**ACTIVITY**
Gather from the listing below each line that includes the word "VecDeque", and copy it.

━━━━━ AVAILABLE DATA

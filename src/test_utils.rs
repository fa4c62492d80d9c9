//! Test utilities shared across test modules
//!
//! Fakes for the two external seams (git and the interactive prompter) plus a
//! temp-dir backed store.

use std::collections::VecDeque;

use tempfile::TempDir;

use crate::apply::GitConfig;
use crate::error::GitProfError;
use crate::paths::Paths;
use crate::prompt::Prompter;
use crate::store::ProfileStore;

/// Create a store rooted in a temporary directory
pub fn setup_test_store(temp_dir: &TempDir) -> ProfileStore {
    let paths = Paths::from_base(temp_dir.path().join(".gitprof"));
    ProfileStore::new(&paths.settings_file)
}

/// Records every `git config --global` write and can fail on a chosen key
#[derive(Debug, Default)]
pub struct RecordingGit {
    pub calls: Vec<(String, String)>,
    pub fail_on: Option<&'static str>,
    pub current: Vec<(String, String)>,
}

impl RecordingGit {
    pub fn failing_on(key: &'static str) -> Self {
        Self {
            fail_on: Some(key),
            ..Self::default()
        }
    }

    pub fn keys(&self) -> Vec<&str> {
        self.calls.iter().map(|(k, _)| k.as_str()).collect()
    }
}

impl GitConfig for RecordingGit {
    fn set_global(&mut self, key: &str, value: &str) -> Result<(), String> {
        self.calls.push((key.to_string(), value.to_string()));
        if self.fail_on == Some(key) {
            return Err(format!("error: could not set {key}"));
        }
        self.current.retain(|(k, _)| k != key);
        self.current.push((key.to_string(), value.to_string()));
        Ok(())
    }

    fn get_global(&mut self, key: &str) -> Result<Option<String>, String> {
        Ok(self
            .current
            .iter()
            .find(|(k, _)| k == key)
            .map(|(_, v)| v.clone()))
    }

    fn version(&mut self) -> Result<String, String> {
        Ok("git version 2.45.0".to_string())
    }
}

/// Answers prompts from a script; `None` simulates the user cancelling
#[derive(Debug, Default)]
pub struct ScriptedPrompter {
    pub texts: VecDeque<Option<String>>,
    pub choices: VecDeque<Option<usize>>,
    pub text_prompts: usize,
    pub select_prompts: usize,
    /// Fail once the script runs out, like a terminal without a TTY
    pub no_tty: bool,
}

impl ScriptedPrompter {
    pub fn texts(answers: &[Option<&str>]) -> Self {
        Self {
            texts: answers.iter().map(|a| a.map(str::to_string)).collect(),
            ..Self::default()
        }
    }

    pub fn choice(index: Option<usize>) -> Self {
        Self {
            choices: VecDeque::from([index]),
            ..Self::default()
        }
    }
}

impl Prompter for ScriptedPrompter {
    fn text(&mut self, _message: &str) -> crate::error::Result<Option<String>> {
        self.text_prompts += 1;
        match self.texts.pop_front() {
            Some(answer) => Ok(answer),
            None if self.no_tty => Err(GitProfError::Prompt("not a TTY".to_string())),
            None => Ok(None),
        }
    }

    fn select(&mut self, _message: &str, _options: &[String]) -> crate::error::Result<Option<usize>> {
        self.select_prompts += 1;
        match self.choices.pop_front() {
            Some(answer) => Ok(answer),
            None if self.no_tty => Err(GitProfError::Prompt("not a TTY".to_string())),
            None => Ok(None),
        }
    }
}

━━━━━━━━━━
━━━━━ AVAILABLE DATA

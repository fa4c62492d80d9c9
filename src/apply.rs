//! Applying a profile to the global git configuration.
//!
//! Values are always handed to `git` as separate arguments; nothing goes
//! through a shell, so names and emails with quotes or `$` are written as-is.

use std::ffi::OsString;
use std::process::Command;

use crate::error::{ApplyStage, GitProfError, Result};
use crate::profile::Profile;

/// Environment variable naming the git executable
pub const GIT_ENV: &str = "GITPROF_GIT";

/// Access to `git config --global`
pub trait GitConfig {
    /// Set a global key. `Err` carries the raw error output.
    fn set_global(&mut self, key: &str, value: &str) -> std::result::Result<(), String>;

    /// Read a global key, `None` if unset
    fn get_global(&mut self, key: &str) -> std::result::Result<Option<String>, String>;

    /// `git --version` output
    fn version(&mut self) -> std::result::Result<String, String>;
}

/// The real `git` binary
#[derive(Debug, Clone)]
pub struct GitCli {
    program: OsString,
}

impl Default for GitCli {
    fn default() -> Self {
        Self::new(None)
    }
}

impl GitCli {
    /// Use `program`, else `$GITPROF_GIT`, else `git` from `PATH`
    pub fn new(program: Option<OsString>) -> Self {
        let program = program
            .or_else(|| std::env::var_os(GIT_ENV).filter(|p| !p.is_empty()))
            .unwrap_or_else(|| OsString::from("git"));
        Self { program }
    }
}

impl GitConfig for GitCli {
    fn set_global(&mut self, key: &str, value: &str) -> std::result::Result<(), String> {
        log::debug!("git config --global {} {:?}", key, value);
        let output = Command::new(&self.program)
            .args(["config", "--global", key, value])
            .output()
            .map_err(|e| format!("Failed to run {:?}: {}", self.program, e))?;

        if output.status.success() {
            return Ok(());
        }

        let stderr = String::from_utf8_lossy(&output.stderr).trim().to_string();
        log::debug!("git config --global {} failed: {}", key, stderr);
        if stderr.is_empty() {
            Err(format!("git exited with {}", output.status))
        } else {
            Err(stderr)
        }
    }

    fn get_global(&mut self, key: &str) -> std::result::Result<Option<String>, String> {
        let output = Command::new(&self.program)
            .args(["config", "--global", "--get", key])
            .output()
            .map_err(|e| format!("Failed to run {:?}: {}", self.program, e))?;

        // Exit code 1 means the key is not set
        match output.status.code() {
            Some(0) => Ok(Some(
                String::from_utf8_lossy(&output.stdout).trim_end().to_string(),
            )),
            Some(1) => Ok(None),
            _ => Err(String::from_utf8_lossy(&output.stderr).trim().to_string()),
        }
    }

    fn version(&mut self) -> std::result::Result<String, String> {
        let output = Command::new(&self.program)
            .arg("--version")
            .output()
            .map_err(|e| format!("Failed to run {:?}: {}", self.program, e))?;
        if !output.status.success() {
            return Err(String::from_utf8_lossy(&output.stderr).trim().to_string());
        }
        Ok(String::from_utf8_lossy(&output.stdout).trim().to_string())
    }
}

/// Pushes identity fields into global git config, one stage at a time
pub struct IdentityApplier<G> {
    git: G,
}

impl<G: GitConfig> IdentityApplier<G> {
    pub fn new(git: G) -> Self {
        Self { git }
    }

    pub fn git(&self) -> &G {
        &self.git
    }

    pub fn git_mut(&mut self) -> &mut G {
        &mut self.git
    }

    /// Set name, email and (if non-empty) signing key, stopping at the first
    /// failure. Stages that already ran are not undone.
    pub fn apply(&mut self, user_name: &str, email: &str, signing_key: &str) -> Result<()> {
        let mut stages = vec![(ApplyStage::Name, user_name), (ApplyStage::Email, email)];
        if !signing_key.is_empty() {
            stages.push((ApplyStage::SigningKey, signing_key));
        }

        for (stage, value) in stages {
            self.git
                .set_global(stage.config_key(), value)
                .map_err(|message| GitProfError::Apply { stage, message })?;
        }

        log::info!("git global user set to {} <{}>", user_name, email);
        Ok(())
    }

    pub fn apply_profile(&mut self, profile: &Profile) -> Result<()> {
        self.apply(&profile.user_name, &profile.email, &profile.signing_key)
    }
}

━━━━━━━━━━

**EXERCISE RESPONSE**
use std::collections::VecDeque;
    pub texts: VecDeque<Option<String>>,
    pub choices: VecDeque<Option<usize>>,
            choices: VecDeque::from([index]),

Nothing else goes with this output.